What to work on
For the entries below, the result should be an exact transcription of the lines from the one with "assert_eq!(compile(&Expression::Or(vec![])), None);" up to and including the one with "6.0], [7.0, 8.0]]);", and only those.
※
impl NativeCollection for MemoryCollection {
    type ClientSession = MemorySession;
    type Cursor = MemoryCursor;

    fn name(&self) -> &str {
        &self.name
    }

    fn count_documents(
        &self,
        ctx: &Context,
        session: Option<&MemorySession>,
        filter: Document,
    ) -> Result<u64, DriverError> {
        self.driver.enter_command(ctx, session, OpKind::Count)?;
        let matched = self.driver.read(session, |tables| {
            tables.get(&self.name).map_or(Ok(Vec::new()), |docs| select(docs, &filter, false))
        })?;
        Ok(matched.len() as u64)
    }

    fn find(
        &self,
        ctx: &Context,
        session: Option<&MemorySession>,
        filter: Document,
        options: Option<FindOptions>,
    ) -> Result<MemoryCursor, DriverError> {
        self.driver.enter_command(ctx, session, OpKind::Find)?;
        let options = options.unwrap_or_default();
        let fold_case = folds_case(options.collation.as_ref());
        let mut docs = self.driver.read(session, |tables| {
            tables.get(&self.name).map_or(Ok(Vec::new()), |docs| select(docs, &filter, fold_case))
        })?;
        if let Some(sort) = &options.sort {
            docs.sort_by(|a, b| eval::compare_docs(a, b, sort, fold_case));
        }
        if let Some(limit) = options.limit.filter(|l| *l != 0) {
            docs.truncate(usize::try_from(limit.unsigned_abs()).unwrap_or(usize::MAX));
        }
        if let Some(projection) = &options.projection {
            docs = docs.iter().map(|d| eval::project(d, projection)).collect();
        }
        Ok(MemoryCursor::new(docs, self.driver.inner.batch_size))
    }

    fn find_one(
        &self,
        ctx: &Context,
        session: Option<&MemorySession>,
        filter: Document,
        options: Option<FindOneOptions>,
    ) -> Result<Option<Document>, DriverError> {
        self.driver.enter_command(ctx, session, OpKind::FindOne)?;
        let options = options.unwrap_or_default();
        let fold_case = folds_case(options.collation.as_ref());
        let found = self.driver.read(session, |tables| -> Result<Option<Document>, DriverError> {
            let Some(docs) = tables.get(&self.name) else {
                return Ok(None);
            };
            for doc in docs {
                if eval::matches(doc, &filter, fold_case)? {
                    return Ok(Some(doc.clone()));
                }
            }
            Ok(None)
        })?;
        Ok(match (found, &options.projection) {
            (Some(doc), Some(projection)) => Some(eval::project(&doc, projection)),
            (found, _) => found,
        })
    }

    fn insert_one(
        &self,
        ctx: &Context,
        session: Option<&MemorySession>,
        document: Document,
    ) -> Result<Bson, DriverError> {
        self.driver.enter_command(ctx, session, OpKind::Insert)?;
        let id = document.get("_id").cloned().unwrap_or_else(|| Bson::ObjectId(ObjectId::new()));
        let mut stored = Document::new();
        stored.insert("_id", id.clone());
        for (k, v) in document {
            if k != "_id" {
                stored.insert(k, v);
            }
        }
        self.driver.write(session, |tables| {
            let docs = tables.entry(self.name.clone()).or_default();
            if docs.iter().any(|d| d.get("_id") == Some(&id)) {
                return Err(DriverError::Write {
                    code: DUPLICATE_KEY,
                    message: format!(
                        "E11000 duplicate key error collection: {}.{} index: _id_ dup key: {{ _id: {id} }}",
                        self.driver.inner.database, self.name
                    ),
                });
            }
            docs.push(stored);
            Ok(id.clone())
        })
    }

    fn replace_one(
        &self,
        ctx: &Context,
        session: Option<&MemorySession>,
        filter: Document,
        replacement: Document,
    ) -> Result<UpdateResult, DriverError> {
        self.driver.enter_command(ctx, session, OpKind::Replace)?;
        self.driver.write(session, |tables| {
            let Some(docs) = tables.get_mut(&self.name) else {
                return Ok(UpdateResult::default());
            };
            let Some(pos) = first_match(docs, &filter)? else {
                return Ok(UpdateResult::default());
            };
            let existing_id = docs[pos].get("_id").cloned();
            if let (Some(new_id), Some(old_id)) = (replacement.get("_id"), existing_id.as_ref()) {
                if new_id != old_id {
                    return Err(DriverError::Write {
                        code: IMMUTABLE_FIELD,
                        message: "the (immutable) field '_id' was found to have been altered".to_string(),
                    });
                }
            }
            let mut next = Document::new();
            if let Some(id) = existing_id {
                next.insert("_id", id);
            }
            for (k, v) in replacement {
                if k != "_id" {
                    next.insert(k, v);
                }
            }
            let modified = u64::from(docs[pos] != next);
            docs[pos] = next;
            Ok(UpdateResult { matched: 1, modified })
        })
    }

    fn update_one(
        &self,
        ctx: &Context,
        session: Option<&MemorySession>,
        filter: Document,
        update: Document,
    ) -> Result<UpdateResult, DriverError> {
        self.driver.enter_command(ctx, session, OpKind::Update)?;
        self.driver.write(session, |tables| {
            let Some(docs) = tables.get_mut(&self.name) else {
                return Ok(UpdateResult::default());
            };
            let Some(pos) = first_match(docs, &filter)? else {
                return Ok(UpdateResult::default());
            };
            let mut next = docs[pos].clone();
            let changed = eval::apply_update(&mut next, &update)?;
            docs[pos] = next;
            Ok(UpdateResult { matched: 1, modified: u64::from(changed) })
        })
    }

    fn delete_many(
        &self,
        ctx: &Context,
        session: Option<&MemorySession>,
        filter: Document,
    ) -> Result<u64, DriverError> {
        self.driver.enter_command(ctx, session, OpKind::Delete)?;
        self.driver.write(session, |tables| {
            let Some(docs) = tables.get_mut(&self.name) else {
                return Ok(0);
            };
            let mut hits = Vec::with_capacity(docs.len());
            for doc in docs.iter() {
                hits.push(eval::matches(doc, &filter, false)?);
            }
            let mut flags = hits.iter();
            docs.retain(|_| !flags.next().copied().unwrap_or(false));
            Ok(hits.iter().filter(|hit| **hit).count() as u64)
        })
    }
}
※
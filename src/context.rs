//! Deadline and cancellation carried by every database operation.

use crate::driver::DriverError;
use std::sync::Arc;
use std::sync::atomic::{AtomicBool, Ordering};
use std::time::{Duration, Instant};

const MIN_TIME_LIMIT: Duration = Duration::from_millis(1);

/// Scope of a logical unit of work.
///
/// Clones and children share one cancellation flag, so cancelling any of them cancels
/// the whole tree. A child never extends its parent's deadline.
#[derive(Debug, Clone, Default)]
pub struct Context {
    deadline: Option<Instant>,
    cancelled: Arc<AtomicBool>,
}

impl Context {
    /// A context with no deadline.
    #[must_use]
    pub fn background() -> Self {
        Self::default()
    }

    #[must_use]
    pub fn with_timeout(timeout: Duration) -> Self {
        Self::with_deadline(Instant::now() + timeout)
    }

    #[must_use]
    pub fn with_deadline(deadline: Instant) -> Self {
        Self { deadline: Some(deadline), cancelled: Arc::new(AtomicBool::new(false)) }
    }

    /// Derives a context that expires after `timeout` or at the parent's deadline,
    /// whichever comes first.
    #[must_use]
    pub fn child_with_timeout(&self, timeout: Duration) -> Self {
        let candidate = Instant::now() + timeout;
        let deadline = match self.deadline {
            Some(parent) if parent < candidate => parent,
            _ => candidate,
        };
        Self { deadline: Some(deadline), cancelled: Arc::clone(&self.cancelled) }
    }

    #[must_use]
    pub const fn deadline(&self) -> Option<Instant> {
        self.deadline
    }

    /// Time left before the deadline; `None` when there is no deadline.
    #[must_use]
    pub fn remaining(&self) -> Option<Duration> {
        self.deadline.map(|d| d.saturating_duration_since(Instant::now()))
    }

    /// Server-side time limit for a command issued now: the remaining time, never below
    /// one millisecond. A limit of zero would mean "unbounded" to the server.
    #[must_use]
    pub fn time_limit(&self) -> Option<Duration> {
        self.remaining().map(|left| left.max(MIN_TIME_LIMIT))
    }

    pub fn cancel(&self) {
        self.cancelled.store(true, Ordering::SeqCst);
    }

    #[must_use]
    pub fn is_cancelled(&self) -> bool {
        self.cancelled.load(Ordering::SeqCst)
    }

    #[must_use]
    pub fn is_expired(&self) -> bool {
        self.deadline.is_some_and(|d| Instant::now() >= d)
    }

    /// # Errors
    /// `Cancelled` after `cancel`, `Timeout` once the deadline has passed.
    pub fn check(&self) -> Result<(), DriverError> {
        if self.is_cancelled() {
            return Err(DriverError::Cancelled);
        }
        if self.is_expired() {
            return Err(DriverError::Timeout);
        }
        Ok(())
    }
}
※
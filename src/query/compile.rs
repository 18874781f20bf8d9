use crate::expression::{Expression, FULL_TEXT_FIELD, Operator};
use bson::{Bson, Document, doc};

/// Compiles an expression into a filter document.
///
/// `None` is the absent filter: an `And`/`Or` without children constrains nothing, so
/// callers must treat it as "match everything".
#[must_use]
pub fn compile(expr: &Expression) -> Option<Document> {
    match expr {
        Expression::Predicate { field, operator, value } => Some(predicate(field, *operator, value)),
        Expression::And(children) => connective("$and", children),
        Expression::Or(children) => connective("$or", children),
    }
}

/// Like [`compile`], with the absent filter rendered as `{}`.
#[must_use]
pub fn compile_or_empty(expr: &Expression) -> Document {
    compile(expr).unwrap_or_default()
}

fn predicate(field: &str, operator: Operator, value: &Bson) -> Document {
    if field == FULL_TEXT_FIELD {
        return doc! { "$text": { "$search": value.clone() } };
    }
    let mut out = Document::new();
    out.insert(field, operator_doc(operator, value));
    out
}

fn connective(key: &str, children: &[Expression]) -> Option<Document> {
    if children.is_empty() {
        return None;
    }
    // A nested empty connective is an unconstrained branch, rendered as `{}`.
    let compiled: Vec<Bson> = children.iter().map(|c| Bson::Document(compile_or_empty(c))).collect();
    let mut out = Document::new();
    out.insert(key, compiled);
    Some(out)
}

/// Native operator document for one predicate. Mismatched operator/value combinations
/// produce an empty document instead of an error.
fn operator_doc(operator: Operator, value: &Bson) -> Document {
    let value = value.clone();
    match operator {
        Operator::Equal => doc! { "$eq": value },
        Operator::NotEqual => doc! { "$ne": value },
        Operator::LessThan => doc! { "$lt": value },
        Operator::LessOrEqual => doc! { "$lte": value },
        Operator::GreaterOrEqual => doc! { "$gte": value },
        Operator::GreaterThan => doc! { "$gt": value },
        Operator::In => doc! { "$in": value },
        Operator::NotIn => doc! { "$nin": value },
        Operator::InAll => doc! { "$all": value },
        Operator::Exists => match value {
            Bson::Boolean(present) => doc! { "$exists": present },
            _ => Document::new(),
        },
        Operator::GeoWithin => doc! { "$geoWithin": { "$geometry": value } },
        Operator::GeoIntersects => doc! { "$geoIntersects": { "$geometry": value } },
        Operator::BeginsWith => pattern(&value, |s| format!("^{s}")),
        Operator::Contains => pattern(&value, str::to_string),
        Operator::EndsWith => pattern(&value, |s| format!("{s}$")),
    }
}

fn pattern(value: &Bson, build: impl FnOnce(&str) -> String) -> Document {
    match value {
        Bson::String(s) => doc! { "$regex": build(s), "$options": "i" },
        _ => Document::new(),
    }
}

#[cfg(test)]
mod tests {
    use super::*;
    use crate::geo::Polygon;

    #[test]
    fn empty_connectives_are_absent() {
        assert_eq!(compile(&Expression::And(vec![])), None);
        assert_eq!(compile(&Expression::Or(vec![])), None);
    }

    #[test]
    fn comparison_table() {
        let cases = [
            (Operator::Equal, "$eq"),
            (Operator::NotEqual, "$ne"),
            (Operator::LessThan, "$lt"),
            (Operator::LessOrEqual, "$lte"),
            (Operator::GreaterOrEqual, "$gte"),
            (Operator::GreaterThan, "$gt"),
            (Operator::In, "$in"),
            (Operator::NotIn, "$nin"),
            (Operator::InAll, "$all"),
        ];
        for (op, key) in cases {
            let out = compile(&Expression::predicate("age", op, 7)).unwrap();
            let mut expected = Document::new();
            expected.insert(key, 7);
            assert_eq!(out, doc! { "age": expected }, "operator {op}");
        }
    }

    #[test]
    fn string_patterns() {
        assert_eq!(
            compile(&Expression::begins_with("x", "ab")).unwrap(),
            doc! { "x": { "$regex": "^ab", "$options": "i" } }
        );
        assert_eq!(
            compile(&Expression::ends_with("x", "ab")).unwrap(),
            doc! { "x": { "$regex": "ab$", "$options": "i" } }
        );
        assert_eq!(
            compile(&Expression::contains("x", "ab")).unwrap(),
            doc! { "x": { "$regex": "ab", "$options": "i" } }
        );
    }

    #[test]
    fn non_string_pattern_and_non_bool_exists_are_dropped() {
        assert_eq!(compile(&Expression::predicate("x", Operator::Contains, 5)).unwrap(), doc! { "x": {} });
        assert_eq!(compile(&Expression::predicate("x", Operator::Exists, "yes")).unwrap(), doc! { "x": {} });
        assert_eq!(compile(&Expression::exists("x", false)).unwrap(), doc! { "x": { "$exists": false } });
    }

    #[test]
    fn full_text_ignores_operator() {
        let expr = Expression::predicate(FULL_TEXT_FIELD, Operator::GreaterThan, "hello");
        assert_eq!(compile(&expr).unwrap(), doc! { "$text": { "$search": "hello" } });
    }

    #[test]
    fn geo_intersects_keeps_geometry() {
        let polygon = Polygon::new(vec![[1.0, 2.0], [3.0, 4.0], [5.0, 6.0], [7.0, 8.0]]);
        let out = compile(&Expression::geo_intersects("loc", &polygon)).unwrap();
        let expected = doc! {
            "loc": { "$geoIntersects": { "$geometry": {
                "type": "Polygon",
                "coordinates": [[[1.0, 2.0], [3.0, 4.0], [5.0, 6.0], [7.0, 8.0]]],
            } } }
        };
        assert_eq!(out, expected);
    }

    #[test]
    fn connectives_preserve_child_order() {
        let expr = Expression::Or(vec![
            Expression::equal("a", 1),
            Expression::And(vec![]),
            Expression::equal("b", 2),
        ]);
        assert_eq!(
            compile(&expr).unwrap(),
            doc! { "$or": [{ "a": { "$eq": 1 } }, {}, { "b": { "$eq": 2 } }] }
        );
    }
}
※
Solution
        assert_eq!(compile(&Expression::Or(vec![])), None);
    }

    #[test]
    fn comparison_table() {
        let cases = [
            (Operator::Equal, "$eq"),
            (Operator::NotEqual, "$ne"),
            (Operator::LessThan, "$lt"),
            (Operator::LessOrEqual, "$lte"),
            (Operator::GreaterOrEqual, "$gte"),
            (Operator::GreaterThan, "$gt"),
            (Operator::In, "$in"),
            (Operator::NotIn, "$nin"),
            (Operator::InAll, "$all"),
        ];
        for (op, key) in cases {
            let out = compile(&Expression::predicate("age", op, 7)).unwrap();
            let mut expected = Document::new();
            expected.insert(key, 7);
            assert_eq!(out, doc! { "age": expected }, "operator {op}");
        }
    }

    #[test]
    fn string_patterns() {
        assert_eq!(
            compile(&Expression::begins_with("x", "ab")).unwrap(),
            doc! { "x": { "$regex": "^ab", "$options": "i" } }
        );
        assert_eq!(
            compile(&Expression::ends_with("x", "ab")).unwrap(),
            doc! { "x": { "$regex": "ab$", "$options": "i" } }
        );
        assert_eq!(
            compile(&Expression::contains("x", "ab")).unwrap(),
            doc! { "x": { "$regex": "ab", "$options": "i" } }
        );
    }

    #[test]
    fn non_string_pattern_and_non_bool_exists_are_dropped() {
        assert_eq!(compile(&Expression::predicate("x", Operator::Contains, 5)).unwrap(), doc! { "x": {} });
        assert_eq!(compile(&Expression::predicate("x", Operator::Exists, "yes")).unwrap(), doc! { "x": {} });
        assert_eq!(compile(&Expression::exists("x", false)).unwrap(), doc! { "x": { "$exists": false } });
    }

    #[test]
    fn full_text_ignores_operator() {
        let expr = Expression::predicate(FULL_TEXT_FIELD, Operator::GreaterThan, "hello");
        assert_eq!(compile(&expr).unwrap(), doc! { "$text": { "$search": "hello" } });
    }

    #[test]
    fn geo_intersects_keeps_geometry() {
        let polygon = Polygon::new(vec![[1.0, 2.0], [3.0, 4.0], [5.0, 6.0], [7.0, 8.0]]);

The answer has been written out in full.